The Committee’s first step of formally informing each impacted tribal nation or community of its land-grab status was completed as of June 2023, according to the CU&ID’s press release dated October 7. “To date, members of the committee have had dialogue with approximately 10% of the dispossessed tribes,” it says.

Leslie Logan, a Seneca Nation citizen, the Committee’s co-chair and the associate director of the American Indian and Indigenous Studies Program at Cornell, told Native News Online that the process of redress will be devised by the tribes themselves.

“We would like to hear directly from Nation leadership and communities what initiatives they would like to pursue—whether in terms of collaborative research, fortified community engagement efforts, dialogue, specific recommendations regarding Indigenous students,” Logan said. “We want Native people from impacted tribes to determine what the course of action should be.”

Logan told Native News Online that she’d like to see Tribal Nations band together to create a list of demands, as they did in Minnesota. 

As a result of the High Country News reporting, the Minnesota Indian Affairs Council in 2020 called for a specific accounting of Mni Sóta Maḳoce’s land grab, where the federal government expropriated 100,000 acres of land from the 11 Minnesota tribes to fund re-opening the bankrupt University of Minnesota. The state’s 11 tribal nations created the TRUTH Project—Towards Recognition and University-Tribal Healing, funded by a grant from the Mellon Foundation— to research university-tribal relations from an Indigenous perspective.  

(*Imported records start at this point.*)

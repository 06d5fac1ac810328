//! Cooperative cancellation.
//!
//! Workers check the token between entries, never mid-entry, so a
//! cancelled run leaves no partially transformed entry behind.

use std::sync::Arc;
use std::sync::atomic::{AtomicBool, Ordering};

/// A cheaply clonable cancellation flag shared across all workers.
#[derive(Debug, Clone, Default)]
pub struct CancelToken {
    cancelled: Arc<AtomicBool>,
}

impl CancelToken {
    pub fn new() -> Self {
        Self::default()
    }

    /// Requests cancellation. Idempotent and callable from any thread.
    pub fn cancel(&self) {
        self.cancelled.store(true, Ordering::Relaxed);
    }

    pub fn is_cancelled(&self) -> bool {
        self.cancelled.load(Ordering::Relaxed)
    }
}
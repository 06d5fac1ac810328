//! The global surface → entry index.

use kosha_types::{Entry, EntryId};
use std::collections::HashMap;

/// Outcome of resolving a reference surface against the index.
#[derive(Debug, Clone, PartialEq)]
pub enum Resolution {
    /// Exactly one entry carries this surface.
    Unique(EntryId),
    /// Several entries carry this surface; `chosen` is the
    /// lexicographically smallest canonical id, recorded for human review.
    Ambiguous { chosen: EntryId, candidates: usize },
    Unresolved,
}

/// Index from every known surface (canonical headword, headword with
/// homonym ordinal, alternate spellings) to the entries carrying it.
///
/// Built once per run, then shared read-only across all parallel workers.
#[derive(Debug, Default)]
pub struct HeadwordIndex {
    /// Candidate ids per surface, kept sorted so the ambiguity tie-break
    /// is a plain first-element pick.
    by_surface: HashMap<String, Vec<EntryId>>,
    /// Canonical display label per entry id.
    labels: HashMap<EntryId, String>,
}

impl HeadwordIndex {
    pub fn build(entries: &[Entry]) -> Self {
        let mut index = Self::default();
        for entry in entries {
            index.labels.insert(entry.id.clone(), entry.headword.clone());
            index.add_surface(entry.id.as_str(), &entry.id);
            index.add_surface(&entry.headword, &entry.id);
            for alt in &entry.alt_spellings {
                index.add_surface(alt, &entry.id);
            }
        }
        for candidates in index.by_surface.values_mut() {
            candidates.sort();
            candidates.dedup();
        }
        index
    }

    fn add_surface(&mut self, surface: &str, id: &EntryId) {
        let surface = surface.trim();
        if surface.is_empty() {
            return;
        }
        self.by_surface
            .entry(surface.to_string())
            .or_default()
            .push(id.clone());
    }

    /// Resolves a reference surface. Ambiguity prefers the entry whose
    /// canonical id is lexicographically smallest.
    pub fn resolve(&self, surface: &str) -> Resolution {
        match self.by_surface.get(surface.trim()) {
            None => Resolution::Unresolved,
            Some(candidates) => match candidates.as_slice() {
                [] => Resolution::Unresolved,
                [only] => Resolution::Unique(only.clone()),
                [first, ..] => Resolution::Ambiguous {
                    chosen: first.clone(),
                    candidates: candidates.len(),
                },
            },
        }
    }

    /// True if `surface` is carried by at least one entry.
    pub fn knows_surface(&self, surface: &str) -> bool {
        self.by_surface.contains_key(surface.trim())
    }

    /// True if `id` is a known entry id.
    pub fn contains(&self, id: &EntryId) -> bool {
        self.labels.contains_key(id)
    }

    /// The canonical display label of an entry.
    pub fn label(&self, id: &EntryId) -> Option<&str> {
        self.labels.get(id).map(String::as_str)
    }

    /// Every indexed surface. Iteration order is unspecified; callers that
    /// need determinism must sort.
    pub fn surfaces(&self) -> impl Iterator<Item = &str> {
        self.by_surface.keys().map(String::as_str)
    }

    pub fn len(&self) -> usize {
        self.labels.len()
    }

    pub fn is_empty(&self) -> bool {
        self.labels.is_empty()
    }
}
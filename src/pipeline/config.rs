//! Run configuration.

use kosha_export_core::PackagingConfig;
use serde::{Deserialize, Serialize};

/// The known export target names, in release order.
pub const ALL_TARGETS: [&str; 3] = ["anki", "stardict", "epub"];

/// Serde-loaded configuration for one export run.
///
/// Everything that influences artifact bytes lives in here (via
/// [`PackagingConfig`]); the file is the single source of truth for a
/// reproducible release.
#[derive(Debug, Clone, PartialEq, Serialize, Deserialize)]
pub struct ExportConfig {
    #[serde(default)]
    pub packaging: PackagingConfig,
    /// Targets to export, subset of [`ALL_TARGETS`].
    #[serde(default = "default_targets")]
    pub targets: Vec<String>,
    /// Optional letter filter for a partial export.
    #[serde(default)]
    pub letters: Option<Vec<String>>,
    /// Enable the content-hash derivation caches.
    #[serde(default)]
    pub use_cache: bool,
}

fn default_targets() -> Vec<String> {
    ALL_TARGETS.iter().map(|t| t.to_string()).collect()
}

impl Default for ExportConfig {
    fn default() -> Self {
        Self {
            packaging: PackagingConfig::default(),
            targets: default_targets(),
            letters: None,
            use_cache: false,
        }
    }
}

#[cfg(test)]
mod tests {
    use super::*;

    #[test]
    fn defaults_cover_all_targets() {
        let config = ExportConfig::default();
        assert_eq!(config.targets, vec!["anki", "stardict", "epub"]);
        assert!(config.letters.is_none());
    }

    #[test]
    fn partial_config_fills_defaults() {
        let config: ExportConfig =
            serde_json::from_str(r#"{"targets": ["epub"], "letters": ["a", "kh"]}"#).unwrap();
        assert_eq!(config.targets, vec!["epub"]);
        assert_eq!(config.letters, Some(vec!["a".to_string(), "kh".to_string()]));
        assert_eq!(config.packaging.name, "kosha");
    }
}
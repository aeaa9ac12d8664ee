//! Configuration types for Annex services
//!
//! Both services read the same layout from an optional TOML file; command
//! line arguments and environment variables are layered on top by the
//! binaries.

use crate::error::{ConfigError, ConfigResult};
use serde::{Deserialize, Serialize};
use std::net::{Ipv4Addr, SocketAddr};
use std::path::{Path, PathBuf};

/// Resource types provisioned when nothing else is configured
pub const DEFAULT_RESOURCE_TYPES: &[&str] = &["authors", "books"];

/// Configuration for one Annex service
#[derive(Clone, Debug, Serialize, Deserialize)]
pub struct ServiceConfig {
    /// Store file location
    #[serde(default = "default_dsn")]
    pub dsn: PathBuf,
    /// HTTP listen port (binds all interfaces)
    #[serde(default = "default_port")]
    pub port: u16,
    /// Top-level containers provisioned at startup
    #[serde(default = "default_resource_types")]
    pub resource_types: Vec<String>,
    #[serde(default)]
    pub logging: LoggingConfig,
}

impl Default for ServiceConfig {
    fn default() -> Self {
        Self {
            dsn: default_dsn(),
            port: default_port(),
            resource_types: default_resource_types(),
            logging: LoggingConfig::default(),
        }
    }
}

impl ServiceConfig {
    /// Parse a TOML document
    pub fn from_toml(raw: &str) -> ConfigResult<Self> {
        Ok(toml::from_str(raw)?)
    }

    /// Load from a TOML file. A missing file yields the defaults.
    pub fn load(path: impl AsRef<Path>) -> ConfigResult<Self> {
        let path = path.as_ref();
        if !path.exists() {
            return Ok(Self::default());
        }
        let raw = std::fs::read_to_string(path)?;
        Self::from_toml(&raw)
    }

    /// Socket address the HTTP server binds to
    #[must_use]
    pub fn listen_addr(&self) -> SocketAddr {
        SocketAddr::from((Ipv4Addr::UNSPECIFIED, self.port))
    }

    /// Check the settings that would otherwise fail late, at provisioning time
    pub fn validate(&self) -> ConfigResult<()> {
        if self.dsn.as_os_str().is_empty() {
            return Err(ConfigError::EmptyDsn);
        }
        if self.resource_types.is_empty() {
            return Err(ConfigError::NoResourceTypes);
        }
        if self.resource_types.iter().any(String::is_empty) {
            return Err(ConfigError::EmptyResourceType);
        }
        Ok(())
    }
}

/// Settings given on the command line or in the environment. Every field
/// that is set replaces the value loaded from the config file.
#[derive(Clone, Debug, Default)]
pub struct ConfigOverrides {
    pub dsn: Option<PathBuf>,
    pub port: Option<u16>,
    /// Comma separated, see [`parse_resource_types`]
    pub resource_types: Option<String>,
    pub log_level: Option<String>,
}

impl ConfigOverrides {
    /// Layer these settings over `config`
    pub fn apply(self, config: &mut ServiceConfig) {
        if let Some(dsn) = self.dsn {
            config.dsn = dsn;
        }
        if let Some(port) = self.port {
            config.port = port;
        }
        if let Some(types) = self.resource_types.as_deref() {
            config.resource_types = parse_resource_types(types);
        }
        if let Some(level) = self.log_level {
            config.logging.level = level;
        }
    }
}

/// Logging configuration
#[derive(Clone, Debug, Serialize, Deserialize)]
pub struct LoggingConfig {
    /// Default filter directive when `RUST_LOG` is not set
    #[serde(default = "default_log_level")]
    pub level: String,
}

impl Default for LoggingConfig {
    fn default() -> Self {
        Self {
            level: default_log_level(),
        }
    }
}

/// Split a comma separated list of resource types, dropping blanks
#[must_use]
pub fn parse_resource_types(raw: &str) -> Vec<String> {
    raw.split(',')
        .map(str::trim)
        .filter(|s| !s.is_empty())
        .map(str::to_string)
        .collect()
}

fn default_dsn() -> PathBuf {
    PathBuf::from("./annex.redb")
}

const fn default_port() -> u16 {
    8080
}

fn default_resource_types() -> Vec<String> {
    DEFAULT_RESOURCE_TYPES.iter().map(|s| (*s).to_string()).collect()
}

fn default_log_level() -> String {
    "info".to_string()
}
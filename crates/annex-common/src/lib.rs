//! Annex Common - Shared types and configuration
//!
//! This crate provides the attachment payload types (rating aggregates and
//! comments) and the service configuration shared by both Annex services.

pub mod config;
pub mod error;
pub mod types;

pub use config::{ConfigOverrides, ServiceConfig};
pub use error::{ConfigError, ConfigResult};
pub use types::*;
//! Comment collections attached to resource instances.

use crate::bucket::Bucket;
use crate::error::{AttachError, AttachResult};
use crate::store::{BucketReader, Store};
use annex_common::{Comment, CommentId};
use std::sync::Arc;
use tracing::{debug, error};

/// Name of the sub-bucket holding the comments of a resource instance
pub const COMMENTS_BUCKET: &[u8] = b"comments";

/// Handle to the comments of one resource instance
#[derive(Clone)]
pub struct Commentable {
    store: Arc<Store>,
    kind: String,
    key: String,
}

impl Commentable {
    pub fn new(store: Arc<Store>, kind: impl Into<String>, key: impl Into<String>) -> Self {
        Self {
            store,
            kind: kind.into(),
            key: key.into(),
        }
    }

    #[must_use]
    pub fn kind(&self) -> &str {
        &self.kind
    }

    #[must_use]
    pub fn key(&self) -> &str {
        &self.key
    }

    /// Create the resource instance bucket if it is missing. The resource
    /// type must already be provisioned.
    pub fn ensure_instance(&self) -> AttachResult<()> {
        self.store.run_read_write(|tx| {
            let kind_bucket = tx
                .bucket(self.kind.as_bytes())?
                .ok_or_else(|| self.type_not_found())?;
            tx.create_nested_if_absent(&kind_bucket, self.key.as_bytes())?;
            Ok(())
        })
    }

    /// True if both the type and the instance bucket exist. Store failures
    /// are logged and reported as absent.
    #[must_use]
    pub fn instance_exists(&self) -> bool {
        match self.store.run_read_only(|tx| self.resolve(tx).map(|_| ())) {
            Ok(()) => true,
            Err(AttachError::Store(e)) => {
                error!(
                    kind = %self.kind,
                    key = %self.key,
                    "Failed to look up resource instance: {}", e
                );
                false
            }
            Err(_) => false,
        }
    }

    /// Store a new comment under a freshly generated id.
    pub fn create(&self, text: &str) -> AttachResult<Comment> {
        if text.is_empty() {
            return Err(AttachError::EmptyComment);
        }
        self.replace(Comment::new(text))
    }

    /// Store `comment` under its id, overwriting any previous value.
    pub fn replace(&self, comment: Comment) -> AttachResult<Comment> {
        if comment.is_empty() {
            return Err(AttachError::EmptyComment);
        }
        self.store.run_read_write(|tx| {
            let instance = self.resolve(tx)?;
            let comments = tx.create_nested_if_absent(&instance, COMMENTS_BUCKET)?;
            let data = serde_json::to_vec(&comment)?;
            tx.put(&comments, comment.id.as_bytes(), &data)?;
            Ok::<_, AttachError>(())
        })?;
        debug!(kind = %self.kind, key = %self.key, id = %comment.id, "Stored comment");
        Ok(comment)
    }

    pub fn fetch(&self, id: &CommentId) -> AttachResult<Comment> {
        self.store.run_read_only(|tx| {
            let comments = self.comments(tx, id)?;
            let data = tx
                .get(&comments, id.as_bytes())?
                .ok_or_else(|| self.comment_not_found(id))?;
            Ok(serde_json::from_slice(&data)?)
        })
    }

    /// Delete the comment `id`. Deleting an id that was never stored is not
    /// an error once the collection itself exists.
    pub fn remove(&self, id: &CommentId) -> AttachResult<()> {
        self.store.run_read_write(|tx| {
            let comments = self.comments(tx, id)?;
            tx.delete(&comments, id.as_bytes())?;
            Ok::<_, AttachError>(())
        })?;
        debug!(kind = %self.kind, key = %self.key, id = %id, "Removed comment");
        Ok(())
    }

    /// Every comment of the instance, in id order
    pub fn list(&self) -> AttachResult<Vec<Comment>> {
        self.store.run_read_only(|tx| {
            let instance = self.resolve(tx)?;
            let mut out = Vec::new();
            let Some(comments) = tx.nested(&instance, COMMENTS_BUCKET)? else {
                return Ok(out);
            };
            tx.for_each(&comments, |_, value| {
                out.push(serde_json::from_slice::<Comment>(value)?);
                Ok::<_, AttachError>(())
            })?;
            Ok(out)
        })
    }

    fn resolve<'tx, R: BucketReader>(&self, tx: &'tx R) -> AttachResult<Bucket<'tx>> {
        let kind_bucket = tx
            .bucket(self.kind.as_bytes())?
            .ok_or_else(|| self.type_not_found())?;
        tx.nested(&kind_bucket, self.key.as_bytes())?
            .ok_or_else(|| AttachError::ResourceInstanceNotFound {
                kind: self.kind.clone(),
                key: self.key.clone(),
            })
    }

    fn comments<'tx, R: BucketReader>(
        &self,
        tx: &'tx R,
        id: &CommentId,
    ) -> AttachResult<Bucket<'tx>> {
        let instance = self.resolve(tx)?;
        tx.nested(&instance, COMMENTS_BUCKET)?
            .ok_or_else(|| self.comment_not_found(id))
    }

    fn type_not_found(&self) -> AttachError {
        AttachError::ResourceTypeNotFound {
            kind: self.kind.clone(),
        }
    }

    fn comment_not_found(&self, id: &CommentId) -> AttachError {
        AttachError::CommentNotFound {
            kind: self.kind.clone(),
            key: self.key.clone(),
            id: id.clone(),
        }
    }
}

Now, Minnesota Tribes are asking the University of Minnesota for land back, representation among administrators and the student body, and a commitment to “repatriations in perpetuity.”

Cornell University’s administration has been resistant to the idea of tuition waivers for accepted Indigenous students, though they publicly claim a commitment to Native enrollment. 

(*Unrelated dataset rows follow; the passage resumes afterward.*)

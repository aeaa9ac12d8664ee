//! Annex Store - transactional bucket storage for resource attachments
//!
//! Resource types, resource instances and their attachments are laid out as
//! nested buckets inside a single redb database:
//!
//! ```text
//! <resource type>/                 top-level bucket, provisioned at startup
//!   <resource key>/                one bucket per resource instance
//!     "ratings"  -> JSON aggregate  (ratings service)
//!     comments/                    (comments service)
//!       <comment id> -> JSON comment
//! ```

pub mod bucket;
pub mod commentable;
pub mod error;
pub mod namespace;
pub mod rateable;
pub mod store;
mod tables;

// Re-exports
pub use bucket::{Bucket, BucketPath};
pub use commentable::Commentable;
pub use error::{AttachError, AttachResult, StoreError, StoreResult};
pub use namespace::ResourceNamespace;
pub use rateable::Rateable;
pub use store::{BucketReader, ReadTx, Store, WriteTx};
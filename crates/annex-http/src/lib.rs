//! Annex HTTP - routers for the ratings and comments services
//!
//! Each service is one axum [`Router`] over a shared [`Store`]. Store calls
//! are synchronous and run on the blocking pool; handlers only await them.

pub mod comments;
pub mod error;
pub mod ratings;
pub mod server;
pub mod state;

use annex_store::Store;
use axum::Router;
use axum::routing::get;
use state::AppState;
use std::sync::Arc;
use tower_http::trace::TraceLayer;

pub use error::{ApiError, ApiResult, Message};
pub use server::{serve, shutdown_signal};

/// GET /status
pub async fn status() -> &'static str {
    "OK"
}

/// Build the ratings service router.
pub fn ratings_router(store: Arc<Store>) -> Router {
    let state = Arc::new(AppState::new(store));

    Router::new()
        .route("/status", get(status))
        .route(
            "/{kind}/{key}/ratings",
            get(ratings::get_ratings).put(ratings::put_ratings),
        )
        .layer(TraceLayer::new_for_http())
        .with_state(state)
}

/// Build the comments service router.
pub fn comments_router(store: Arc<Store>) -> Router {
    let state = Arc::new(AppState::new(store));

    Router::new()
        .route("/status", get(status))
        .route(
            "/{kind}/{key}/comments",
            get(comments::list_comments).post(comments::add_comment),
        )
        .route(
            "/{kind}/{key}/comments/{id}",
            get(comments::get_comment)
                .patch(comments::update_comment)
                .delete(comments::delete_comment),
        )
        .layer(TraceLayer::new_for_http())
        .with_state(state)
}
//! Bucket addressing
//!
//! A bucket is identified by the chain of names leading to it from the root.
//! The chain is encoded as a sequence of length-prefixed segments so that
//! every path has exactly one encoding and no path's encoding is ambiguous
//! with a sibling's.

use std::fmt;
use std::marker::PhantomData;

/// Encoded path from the root to a bucket
#[derive(Clone, PartialEq, Eq, Hash)]
pub struct BucketPath {
    encoded: Vec<u8>,
    depth: usize,
}

impl BucketPath {
    /// The implicit root that holds the top-level buckets
    #[must_use]
    pub const fn root() -> Self {
        Self {
            encoded: Vec::new(),
            depth: 0,
        }
    }

    /// Path of the child bucket `name` below this one
    #[must_use]
    pub fn child(&self, name: &[u8]) -> Self {
        let len = u32::try_from(name.len()).unwrap_or(u32::MAX);
        let mut encoded = Vec::with_capacity(self.encoded.len() + 4 + name.len());
        encoded.extend_from_slice(&self.encoded);
        encoded.extend_from_slice(&len.to_be_bytes());
        encoded.extend_from_slice(name);
        Self {
            encoded,
            depth: self.depth + 1,
        }
    }

    /// Encoded form used as the storage key
    #[must_use]
    pub fn as_bytes(&self) -> &[u8] {
        &self.encoded
    }

    /// Number of segments (0 for the root)
    #[must_use]
    pub const fn depth(&self) -> usize {
        self.depth
    }

    /// True for the root path
    #[must_use]
    pub const fn is_root(&self) -> bool {
        self.depth == 0
    }

    /// Decoded name segments, outermost first
    #[must_use]
    pub fn segments(&self) -> Vec<&[u8]> {
        let mut out = Vec::with_capacity(self.depth);
        let mut rest = self.encoded.as_slice();
        while rest.len() >= 4 {
            let (len, tail) = rest.split_at(4);
            let len = u32::from_be_bytes([len[0], len[1], len[2], len[3]]) as usize;
            let (name, tail) = tail.split_at(len.min(tail.len()));
            out.push(name);
            rest = tail;
        }
        out
    }

    /// Last segment, the bucket's own name
    #[must_use]
    pub fn name(&self) -> Option<&[u8]> {
        self.segments().pop()
    }
}

impl fmt::Display for BucketPath {
    fn fmt(&self, f: &mut fmt::Formatter<'_>) -> fmt::Result {
        let names: Vec<String> = self
            .segments()
            .into_iter()
            .map(|s| String::from_utf8_lossy(s).into_owned())
            .collect();
        write!(f, "/{}", names.join("/"))
    }
}

impl fmt::Debug for BucketPath {
    fn fmt(&self, f: &mut fmt::Formatter<'_>) -> fmt::Result {
        write!(f, "BucketPath({self})")
    }
}

/// Handle to an existing bucket.
///
/// Handles are only valid inside the transaction that produced them; the
/// `'tx` lifetime keeps them from escaping it.
#[derive(Clone, PartialEq, Eq)]
pub struct Bucket<'tx> {
    path: BucketPath,
    _tx: PhantomData<&'tx ()>,
}

impl Bucket<'_> {
    pub(crate) const fn new(path: BucketPath) -> Self {
        Self {
            path,
            _tx: PhantomData,
        }
    }

    /// Path from the root to this bucket
    #[must_use]
    pub const fn path(&self) -> &BucketPath {
        &self.path
    }
}

impl fmt::Debug for Bucket<'_> {
    fn fmt(&self, f: &mut fmt::Formatter<'_>) -> fmt::Result {
        write!(f, "Bucket({})", self.path)
    }
}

“We have raised that, and it’s gone nowhere,” Logan said of tuition waivers. While the university’s enrollment numbers reflect 87 self-identified first-year Native students, Logan said the number of engaged students with ties to their culture and communities is closer to 35, or about 100 undergraduates in total. 

“If the university has gained and benefited so much, and tribes have lost so much, then what is the minimal thing that you could possibly do? And if you’re committed to increasing the numbers of Indigenous students here at the institution, what would really catalyze that?”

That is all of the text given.